Given that the unit budget is an operational budget (Tomey, 2009), it is important to distinguish which requests represent operational expenses and which represent capital expenses. Spending for permanent staff lines and the online subscription should be considered top priorities because they are operational costs, staffing being a major operational budget item (Cleverley, Song & Cleverley, 2011). Instead of spending so much on overtime, hiring more permanent staff can prove to be more cost-efficient in the long term. Approving the request for the website subscription will help reduce medication errors thus increasing patient safety and unit performance. Relatively inexpensive compared to the other requests, this can be readily accommodated in the current budget.
Deferred Expenses
Capital projects are those that will deliver useful services lasting more than a year following purchase and the first instance of use (Finkler, Kovner & Jones, 2007). These projects are more expensive with a minimum amount ranging from $500 to $2,000 depending on organizational policy. With the limited operational budget geared to accommodate the operational budget requests, soap dispensers and buying new smart pumps are capital budget requests that should be appropriately deferred to the next fiscal year.
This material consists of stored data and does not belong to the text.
//! Layout geometry: the frozen mapping from a layout id to canvas size and cell rectangles.
//!
//! Frame overlay art is authored against the exact pixel dimensions produced here, so the
//! numbers in [`GeometryRegistry::builtin`] are a versioned contract. Changing any of them
//! means re-authoring every overlay for the affected layout and bumping
//! [`GEOMETRY_CONTRACT_VERSION`].

use std::collections::BTreeMap;

use crate::{
    foundation::core::{Canvas, Rect},
    foundation::error::{PhotostripError, PhotostripResult},
    layout::spec::LayoutSpec,
};

/// Version of the built-in geometry table.
pub const GEOMETRY_CONTRACT_VERSION: u32 = 1;

/// Size of one photo slot. Shared by every layout of a registry (4:3 landscape by default).
#[derive(Clone, Copy, Debug, PartialEq, Eq, serde::Serialize, serde::Deserialize)]
pub struct CellGeometry {
    /// Cell width in pixels.
    pub width: u32,
    /// Cell height in pixels.
    pub height: u32,
}

/// Per-layout gap and border constants.
#[derive(Clone, Copy, Debug, PartialEq, Eq, serde::Serialize, serde::Deserialize)]
pub struct FrameSettings {
    /// Gap between neighboring cells.
    pub cell_gap: u32,
    /// Left and right border.
    pub side_border: u32,
    /// Border above the first row.
    pub top_border: u32,
    /// Border below the last row.
    pub bottom_border: u32,
}

/// One placed cell, in row-major order.
#[derive(Clone, Copy, Debug, PartialEq, Eq, serde::Serialize)]
pub struct CellRect {
    /// Row-major index (matches the photo index).
    pub index: usize,
    /// Grid row.
    pub row: u32,
    /// Grid column.
    pub col: u32,
    /// Left edge in canvas pixels.
    pub x: u32,
    /// Top edge in canvas pixels.
    pub y: u32,
    /// Cell width.
    pub width: u32,
    /// Cell height.
    pub height: u32,
}

impl CellRect {
    /// Cell bounds as a float rectangle.
    pub fn to_rect(self) -> Rect {
        Rect::new(
            f64::from(self.x),
            f64::from(self.y),
            f64::from(self.x) + f64::from(self.width),
            f64::from(self.y) + f64::from(self.height),
        )
    }

    /// Whether pixel `(px, py)` lies inside the cell.
    pub fn contains(self, px: u32, py: u32) -> bool {
        px >= self.x && px < self.x + self.width && py >= self.y && py < self.y + self.height
    }

    /// Center pixel of the cell.
    pub fn center(self) -> (u32, u32) {
        (self.x + self.width / 2, self.y + self.height / 2)
    }
}

/// Output of [`GeometryRegistry::resolve`].
#[derive(Clone, Debug, PartialEq, Eq, serde::Serialize)]
pub struct ResolvedGeometry {
    /// Version of the registry that produced these numbers.
    pub contract_version: u32,
    /// Output canvas size.
    pub canvas: Canvas,
    /// Cell rectangles, row-major, `rows * cols` entries.
    pub cells: Vec<CellRect>,
}

/// Grid shape and borders registered for one layout id.
#[derive(Clone, Copy, Debug, PartialEq, Eq)]
struct RegisteredLayout {
    rows: u32,
    cols: u32,
    settings: FrameSettings,
}

/// Registered cell/border parameters, keyed by layout id.
///
/// Each id is bound to one grid shape, so it maps to exactly one canvas size.
#[derive(Clone, Debug, PartialEq, Eq)]
pub struct GeometryRegistry {
    version: u32,
    cell: CellGeometry,
    layouts: BTreeMap<String, RegisteredLayout>,
}

impl GeometryRegistry {
    /// Empty registry with the given cell size.
    pub fn new(version: u32, cell: CellGeometry) -> Self {
        Self {
            version,
            cell,
            layouts: BTreeMap::new(),
        }
    }

    /// The frozen geometry the shipped frame overlays were authored against.
    pub fn builtin() -> Self {
        let borders = |top, bottom| FrameSettings {
            cell_gap: 64,
            side_border: 60,
            top_border: top,
            bottom_border: bottom,
        };
        Self::new(
            GEOMETRY_CONTRACT_VERSION,
            CellGeometry {
                width: 1920,
                height: 1440,
            },
        )
        .with_layout("2x2", 2, 2, borders(1000, 120))
        .with_layout("1x4", 4, 1, borders(120, 1000))
        .with_layout("3x3", 3, 3, borders(1200, 1200))
    }

    /// Register (or replace) `layout_id` as a `rows` x `cols` grid with `settings`.
    pub fn with_layout(
        mut self,
        layout_id: impl Into<String>,
        rows: u32,
        cols: u32,
        settings: FrameSettings,
    ) -> Self {
        self.layouts.insert(
            layout_id.into(),
            RegisteredLayout {
                rows,
                cols,
                settings,
            },
        );
        self
    }

    /// Contract version.
    pub fn version(&self) -> u32 {
        self.version
    }

    /// Shared cell size.
    pub fn cell(&self) -> CellGeometry {
        self.cell
    }

    /// Settings for one layout id.
    pub fn settings(&self, layout_id: &str) -> Option<FrameSettings> {
        self.layouts.get(layout_id).map(|l| l.settings)
    }

    /// Registered `(rows, cols)` for one layout id.
    pub fn grid(&self, layout_id: &str) -> Option<(u32, u32)> {
        self.layouts.get(layout_id).map(|l| (l.rows, l.cols))
    }

    /// Registered layout ids, sorted.
    pub fn layout_ids(&self) -> impl Iterator<Item = &str> {
        self.layouts.keys().map(String::as_str)
    }

    /// Canvas dimensions only.
    pub fn canvas_for(&self, layout: &LayoutSpec) -> PhotostripResult<Canvas> {
        let settings = self.lookup(layout)?;
        canvas_dimensions(layout, self.cell, settings)
    }

    /// Canvas dimensions and every cell rectangle for `layout`.
    #[tracing::instrument(skip_all, fields(layout = %layout.id))]
    pub fn resolve(&self, layout: &LayoutSpec) -> PhotostripResult<ResolvedGeometry> {
        layout.validate()?;
        let settings = self.lookup(layout)?;
        let canvas = canvas_dimensions(layout, self.cell, settings)?;

        let mut cells = Vec::with_capacity(layout.total());
        for index in 0..layout.total() {
            let row = (index / layout.cols as usize) as u32;
            let col = (index % layout.cols as usize) as u32;
            cells.push(CellRect {
                index,
                row,
                col,
                x: settings.side_border + col * (self.cell.width + settings.cell_gap),
                y: settings.top_border + row * (self.cell.height + settings.cell_gap),
                width: self.cell.width,
                height: self.cell.height,
            });
        }

        Ok(ResolvedGeometry {
            contract_version: self.version,
            canvas,
            cells,
        })
    }

    fn lookup(&self, layout: &LayoutSpec) -> PhotostripResult<FrameSettings> {
        let registered = self
            .layouts
            .get(&layout.id)
            .ok_or_else(|| PhotostripError::unsupported_layout(&layout.id))?;
        if (registered.rows, registered.cols) != (layout.rows, layout.cols) {
            return Err(PhotostripError::validation(format!(
                "layout '{}' is registered as {} rows x {} cols, got {} x {}",
                layout.id, registered.rows, registered.cols, layout.rows, layout.cols
            )));
        }
        Ok(registered.settings)
    }
}

impl Default for GeometryRegistry {
    fn default() -> Self {
        Self::builtin()
    }
}

fn canvas_dimensions(
    layout: &LayoutSpec,
    cell: CellGeometry,
    s: FrameSettings,
) -> PhotostripResult<Canvas> {
    let rows = u64::from(layout.rows);
    let cols = u64::from(layout.cols);
    let gap = u64::from(s.cell_gap);

    let width = cols * u64::from(cell.width)
        + cols.saturating_sub(1) * gap
        + 2 * u64::from(s.side_border);
    let height = rows * u64::from(cell.height)
        + rows.saturating_sub(1) * gap
        + u64::from(s.top_border)
        + u64::from(s.bottom_border);

    let to_u32 = |v: u64| {
        u32::try_from(v).map_err(|_| {
            PhotostripError::validation(format!("layout '{}' canvas is too large", layout.id))
        })
    };
    Ok(Canvas {
        width: to_u32(width)?,
        height: to_u32(height)?,
    })
}

#[cfg(test)]
#[path = "../../tests/unit/layout/geometry.rs"]
mod tests;
pub(crate) mod jpeg;
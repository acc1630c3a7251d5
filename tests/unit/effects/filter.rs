use super::*;

fn approx(a: [f32; 3], b: [f32; 3]) -> bool {
    a.iter().zip(b.iter()).all(|(x, y)| (x - y).abs() < 1e-3)
}

fn solid(px: [u8; 4], n: usize) -> PreparedImage {
    PreparedImage {
        width: n as u32,
        height: 1,
        rgba8_premul: Arc::new(px.repeat(n)),
    }
}

#[test]
fn catalogue_has_all_filters() {
    let ids: Vec<_> = FILTERS.iter().map(|f| f.id).collect();
    assert_eq!(
        ids,
        ["none", "bw", "vintage", "vivid", "cool", "warm", "fade", "dramatic"]
    );
}

#[test]
fn unknown_id_falls_back_to_identity() {
    let f = filter_by_id("does-not-exist");
    assert_eq!(f, FilterSpec::identity());
    assert!(f.is_identity());
}

#[test]
fn catalogue_css_round_trips_through_parser() {
    let vintage = filter_by_id("vintage");
    assert_eq!(vintage.to_css(), "sepia(50%) contrast(110%) brightness(105%)");
    let parsed = FilterSpec::parse_css("vintage", &vintage.to_css()).unwrap();
    for (a, b) in parsed.ops.iter().zip(vintage.ops.iter()) {
        match (a, b) {
            (ColorOp::Sepia(x), ColorOp::Sepia(y))
            | (ColorOp::Contrast(x), ColorOp::Contrast(y))
            | (ColorOp::Brightness(x), ColorOp::Brightness(y)) => assert!((x - y).abs() < 1e-6),
            other => panic!("op mismatch {other:?}"),
        }
    }
}

#[test]
fn parser_accepts_numbers_units_and_none() {
    let f = FilterSpec::parse_css("x", "grayscale(1) hue-rotate(0.5turn) saturate(150%)").unwrap();
    assert_eq!(
        f.ops,
        vec![
            ColorOp::Grayscale(1.0),
            ColorOp::HueRotate(180.0),
            ColorOp::Saturate(1.5)
        ]
    );
    assert!(FilterSpec::parse_css("x", "none").unwrap().ops.is_empty());
    assert_eq!(
        FilterSpec::parse_css("x", "sepia(250%)").unwrap().ops,
        vec![ColorOp::Sepia(1.0)]
    );
}

#[test]
fn parser_rejects_garbage() {
    for css in ["blur(4px)", "sepia(", "contrast(-1)", "brightness(abc)", "hue-rotate(5)"] {
        let err = FilterSpec::parse_css("x", css).unwrap_err();
        assert!(
            err.to_string().starts_with("validation error"),
            "{css}: {err}"
        );
    }
}

#[test]
fn grayscale_uses_luminance_weights() {
    let f = filter_by_id("bw");
    let out = f.apply_rgb([1.0, 0.0, 0.0]);
    assert!(approx(out, [0.2126, 0.2126, 0.2126]));
}

#[test]
fn ops_apply_in_order_with_clamping() {
    // brightness then contrast clips at 1.0 before contrast runs
    let a = FilterSpec {
        id: "a".into(),
        ops: vec![ColorOp::Brightness(3.0), ColorOp::Contrast(0.5)],
    };
    let b = FilterSpec {
        id: "b".into(),
        ops: vec![ColorOp::Contrast(0.5), ColorOp::Brightness(3.0)],
    };
    assert!(approx(a.apply_rgb([0.5, 0.5, 0.5]), [0.75, 0.75, 0.75]));
    assert!(approx(b.apply_rgb([0.5, 0.5, 0.5]), [1.0, 1.0, 1.0]));
}

#[test]
fn full_hue_turn_is_identity() {
    let f = FilterSpec {
        id: "h".into(),
        ops: vec![ColorOp::HueRotate(360.0)],
    };
    assert!(f.is_identity());
    assert!(approx(f.apply_rgb([0.2, 0.4, 0.6]), [0.2, 0.4, 0.6]));
}

#[test]
fn identity_shares_pixel_buffer() {
    let img = solid([10, 20, 30, 255], 8);
    let out = FilterSpec::identity().apply_to_image(&img);
    assert!(Arc::ptr_eq(&img.rgba8_premul, &out.rgba8_premul));
}

#[test]
fn filter_runs_over_every_pixel_and_keeps_alpha() {
    let img = solid([200, 50, 50, 255], PARALLEL_CHUNK_PX + 3);
    let out = filter_by_id("bw").apply_to_image(&img);
    assert_eq!(out.rgba8_premul.len(), img.rgba8_premul.len());
    for px in out.rgba8_premul.chunks_exact(4) {
        assert_eq!(px[0], px[1]);
        assert_eq!(px[1], px[2]);
        assert_eq!(px[3], 255);
    }
}

#[test]
fn premultiplied_pixels_stay_premultiplied() {
    let img = solid([100, 0, 0, 128], 1);
    let out = filter_by_id("bw").apply_to_image(&img);
    let px = &out.rgba8_premul[..];
    assert_eq!(px[3], 128);
    assert!(px[0] <= px[3] && px[1] <= px[3] && px[2] <= px[3]);

    let clear = solid([0, 0, 0, 0], 1);
    let out = filter_by_id("vivid").apply_to_image(&clear);
    assert_eq!(&out.rgba8_premul[..], &[0, 0, 0, 0]);
}
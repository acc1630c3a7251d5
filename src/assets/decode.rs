use std::{io::Cursor, sync::Arc};

use anyhow::Context;
use image::ImageDecoder as _;

use crate::foundation::error::PhotostripResult;

/// Decoded raster in premultiplied RGBA8 form.
#[derive(Clone, Debug)]
pub struct PreparedImage {
    /// Width in pixels.
    pub width: u32,
    /// Height in pixels.
    pub height: u32,
    /// Pixel bytes in row-major premultiplied RGBA8.
    pub rgba8_premul: Arc<Vec<u8>>,
}

/// Upper bounds applied to every decode. Inputs beyond them fail like corrupt data.
#[derive(Clone, Copy, Debug, PartialEq, Eq, serde::Serialize, serde::Deserialize)]
#[serde(default)]
pub struct DecodeLimits {
    /// Max width or height in pixels.
    pub max_dimension: u32,
    /// Max bytes the decoder may allocate.
    pub max_alloc_bytes: u64,
}

impl Default for DecodeLimits {
    fn default() -> Self {
        Self {
            max_dimension: 16_384,
            max_alloc_bytes: 1 << 30,
        }
    }
}

impl DecodeLimits {
    fn to_image_limits(self) -> image::Limits {
        let mut limits = image::Limits::default();
        limits.max_image_width = Some(self.max_dimension);
        limits.max_image_height = Some(self.max_dimension);
        limits.max_alloc = Some(self.max_alloc_bytes);
        limits
    }
}

/// Decode any format `image` recognizes, honoring EXIF orientation.
pub fn decode_image(bytes: &[u8], limits: DecodeLimits) -> PhotostripResult<PreparedImage> {
    let mut reader = image::ImageReader::new(Cursor::new(bytes))
        .with_guessed_format()
        .context("guess image format")?;
    reader.limits(limits.to_image_limits());

    let mut decoder = reader.into_decoder().context("open image decoder")?;
    let orientation = decoder.orientation().context("read image orientation")?;
    let mut dyn_img =
        image::DynamicImage::from_decoder(decoder).context("decode image from memory")?;
    dyn_img.apply_orientation(orientation);

    Ok(prepare_rgba8(dyn_img.to_rgba8()))
}

/// Wrap a straight-alpha RGBA8 buffer as a [`PreparedImage`].
pub fn prepare_rgba8(rgba: image::RgbaImage) -> PreparedImage {
    let (width, height) = rgba.dimensions();
    let mut rgba8_premul = rgba.into_raw();
    premultiply_rgba8_in_place(&mut rgba8_premul);

    PreparedImage {
        width,
        height,
        rgba8_premul: Arc::new(rgba8_premul),
    }
}

pub(crate) fn premultiply_rgba8_in_place(rgba: &mut [u8]) {
    for px in rgba.chunks_exact_mut(4) {
        let a = px[3] as u16;
        if a == 0 {
            px[0] = 0;
            px[1] = 0;
            px[2] = 0;
            continue;
        }
        px[0] = ((px[0] as u16 * a + 127) / 255) as u8;
        px[1] = ((px[1] as u16 * a + 127) / 255) as u8;
        px[2] = ((px[2] as u16 * a + 127) / 255) as u8;
    }
}

#[cfg(test)]
#[path = "../../tests/unit/assets/decode.rs"]
mod tests;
Going through the organization’s capital request approval process that makes use of criteria to decide on either approval or rejection is an effective way to seek funding for large projects (Tomey, 2009). In most instances, there are standard capital project approval forms that need to be filled out to communicate a description of the project and justification of the requests. An approval committee evaluates the request and a priority score is given to the project (Cleverley, Song & Cleverley, 2011). Those that are more immediate in terms of impact, goal alignment and acceptability are approved earlier than others. In addressing capital budget requests, the unit manager’s task is to prepare the capital project proposal.
Adjusting the Budget
Conclusion
Finance is an important concern of the nurse manager. Her performance is in part evaluated on how well planning, implementing, monitoring and evaluating a budget are carried out. The prudent use of finances requires the use of nursing knowledge and skills in making sound decisions as variations from initial projections are noted and budget requests are received. Expertise in financial management helps the nurse revise and improve the budget and undertake effective cost control activities for the unit to achieve its goals and those of the organization.
References
Cleverley, W. O., Song, P. H., & Cleverley, J. O. (2011). Essentials of health care finance. (7th ed.). Sudbury, MA: Jones and Bartlett Learning.
Finkler, S. A., Kovner, C. T., & Jones, C. B. (2007). Financial management for nurse managers and executives. (3rd ed.). St. Louis, MO: Saunders Elsevier.
Tomey, A.M. (2009). Guide to nursing management and leadership. (8th ed.). St. Louis, MO: Mosby Elsevier.
Yoder-Wise, P. (2011). Leading and managing in nursing. (5th ed.). St. Louis, MO: Mosby Elsevier.